**Recorded data**

<<<<

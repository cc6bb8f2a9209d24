//! Testing utilities for code built on [`Outcome`](crate::Outcome).
//!
//! - assertion macros that report the unexpected payload on failure;
//! - [`CallCounter`] for checking that short-circuited steps never ran;
//! - [`capture_unwrap_failure`] for inspecting the error carried by an
//!   `unwrap` panic;
//! - an `Arbitrary` implementation for `Outcome` behind the `proptest`
//!   feature.
//!
//! # Examples
//!
//! ```rust
//! use outcome::testing::CallCounter;
//! use outcome::{assert_failure, failure, success, Outcome};
//!
//! let persist = CallCounter::new();
//! let saved: Outcome<i32, &str> = failure("invalid")
//!     .and_then(|v| persist.track(|| success(v)));
//!
//! assert_failure!(saved);
//! assert_eq!(persist.count(), 0);
//! ```

use std::any::Any;
use std::panic::{self, UnwindSafe};
use std::sync::atomic::{AtomicUsize, Ordering};

use crate::error::UnwrapOnFailure;

/// Counts how many times a step was invoked.
///
/// Cheap to share by reference across closures; the count is atomic so the
/// same counter also works from async tasks.
///
/// ```rust
/// use outcome::testing::CallCounter;
///
/// let counter = CallCounter::new();
/// let twice = |x: i32| counter.track(|| x * 2);
/// assert_eq!(twice(2), 4);
/// assert_eq!(twice(5), 10);
/// assert_eq!(counter.count(), 2);
/// ```
#[derive(Debug, Default)]
pub struct CallCounter {
    calls: AtomicUsize,
}

impl CallCounter {
    /// Create a counter at zero.
    pub fn new() -> Self {
        Self::default()
    }

    /// Record one call.
    pub fn hit(&self) {
        self.calls.fetch_add(1, Ordering::SeqCst);
    }

    /// Record one call and run `f`.
    pub fn track<R, F>(&self, f: F) -> R
    where
        F: FnOnce() -> R,
    {
        self.hit();
        f()
    }

    /// Number of calls recorded so far.
    pub fn count(&self) -> usize {
        self.calls.load(Ordering::SeqCst)
    }
}

/// Run `f` and return the error carried by an `Outcome::unwrap` panic.
///
/// Returns `None` if `f` completes without panicking. Panics raised by
/// anything other than an unwrap of an `Outcome<_, E>` are resumed.
///
/// ```rust
/// use outcome::failure;
/// use outcome::testing::capture_unwrap_failure;
///
/// let error = capture_unwrap_failure::<&str, _, _>(|| failure::<i32, _>("e").unwrap());
/// assert_eq!(error, Some("e"));
/// ```
pub fn capture_unwrap_failure<E, R, F>(f: F) -> Option<E>
where
    E: Any + Send,
    F: FnOnce() -> R + UnwindSafe,
{
    match panic::catch_unwind(f) {
        Ok(_) => None,
        Err(payload) => match payload.downcast::<UnwrapOnFailure<E>>() {
            Ok(signal) => Some(signal.into_error()),
            Err(other) => panic::resume_unwind(other),
        },
    }
}

/// Assert that an outcome is a `Success`.
///
/// ```rust
/// use outcome::{assert_success, success, Outcome};
///
/// assert_success!(success::<_, String>(1));
/// ```
#[macro_export]
macro_rules! assert_success {
    ($outcome:expr) => {
        match $outcome {
            $crate::Outcome::Success(_) => {}
            $crate::Outcome::Failure(e) => {
                panic!("Expected Success, got Failure: {:?}", e);
            }
        }
    };
}

/// Assert that an outcome is a `Failure`.
///
/// ```rust
/// use outcome::{assert_failure, failure};
///
/// assert_failure!(failure::<i32, _>("nope"));
/// ```
#[macro_export]
macro_rules! assert_failure {
    ($outcome:expr) => {
        match $outcome {
            $crate::Outcome::Failure(_) => {}
            $crate::Outcome::Success(v) => {
                panic!("Expected Failure, got Success: {:?}", v);
            }
        }
    };
}

/// Assert that an outcome is a `Failure` with the given error.
///
/// ```rust
/// use outcome::{assert_failure_eq, failure};
///
/// assert_failure_eq!(failure::<i32, _>("nope"), "nope");
/// ```
#[macro_export]
macro_rules! assert_failure_eq {
    ($outcome:expr, $expected:expr) => {
        match $outcome {
            $crate::Outcome::Failure(error) => {
                assert_eq!(error, $expected);
            }
            $crate::Outcome::Success(v) => {
                panic!(
                    "Expected Failure with error {:?}, got Success: {:?}",
                    $expected, v
                );
            }
        }
    };
}

#[cfg(feature = "proptest")]
mod arbitrary {
    use proptest::prelude::*;

    use crate::Outcome;

    impl<T, E> Arbitrary for Outcome<T, E>
    where
        T: Arbitrary + 'static,
        E: Arbitrary + 'static,
    {
        type Parameters = (T::Parameters, E::Parameters);
        type Strategy = BoxedStrategy<Self>;

        fn arbitrary_with(args: Self::Parameters) -> Self::Strategy {
            let (t_params, e_params) = args;
            prop_oneof![
                any_with::<T>(t_params).prop_map(Outcome::Success),
                any_with::<E>(e_params).prop_map(Outcome::Failure),
            ]
            .boxed()
        }
    }
}

#[cfg(test)]
mod tests {
    use super::*;
    use crate::{failure, success, Outcome};

    #[test]
    fn call_counter_counts() {
        let counter = CallCounter::new();
        assert_eq!(counter.count(), 0);
        counter.hit();
        assert_eq!(counter.track(|| "ran"), "ran");
        assert_eq!(counter.count(), 2);
    }

    #[test]
    fn capture_returns_error_payload() {
        let error = capture_unwrap_failure::<&str, _, _>(|| failure::<i32, _>("e").unwrap());
        assert_eq!(error, Some("e"));
    }

    #[test]
    fn capture_returns_none_without_panic() {
        let error = capture_unwrap_failure::<&str, _, _>(|| success::<_, &str>(1).unwrap());
        assert_eq!(error, None);
    }

    #[test]
    #[should_panic(expected = "unrelated")]
    fn capture_resumes_foreign_panics() {
        let _ = capture_unwrap_failure::<&str, (), _>(|| panic!("unrelated"));
    }

    #[test]
    fn assert_success_macro() {
        assert_success!(success::<_, String>(42));
    }

    #[test]
    fn assert_failure_macro() {
        assert_failure!(failure::<i32, _>("error"));
    }

    #[test]
    fn assert_failure_eq_macro() {
        assert_failure_eq!(failure::<i32, _>(vec!["a", "b"]), vec!["a", "b"]);
    }

    #[test]
    #[should_panic(expected = "Expected Success, got Failure")]
    fn assert_success_panics_on_failure() {
        let o: Outcome<i32, &str> = failure("error");
        assert_success!(o);
    }

    #[test]
    #[should_panic(expected = "Expected Failure, got Success")]
    fn assert_failure_panics_on_success() {
        let o: Outcome<i32, &str> = success(1);
        assert_failure!(o);
    }

    #[test]
    #[should_panic(expected = "Expected Failure with error")]
    fn assert_failure_eq_panics_on_success() {
        let o: Outcome<i32, &str> = success(1);
        assert_failure_eq!(o, "error");
    }

    #[cfg(feature = "proptest")]
    mod proptest_tests {
        use super::*;
        use proptest::prelude::*;

        proptest! {
            #[test]
            fn arbitrary_generates_both_variants(o in any::<Outcome<i32, String>>()) {
                match &o {
                    Outcome::Success(_) => prop_assert!(o.is_success()),
                    Outcome::Failure(_) => prop_assert!(o.is_failure()),
                }
            }
        }
    }
}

>>>>

Report the lines above that have the word "carried" in them.

//! - [`capture_unwrap_failure`] for inspecting the error carried by an
/// Run `f` and return the error carried by an `Outcome::unwrap` panic.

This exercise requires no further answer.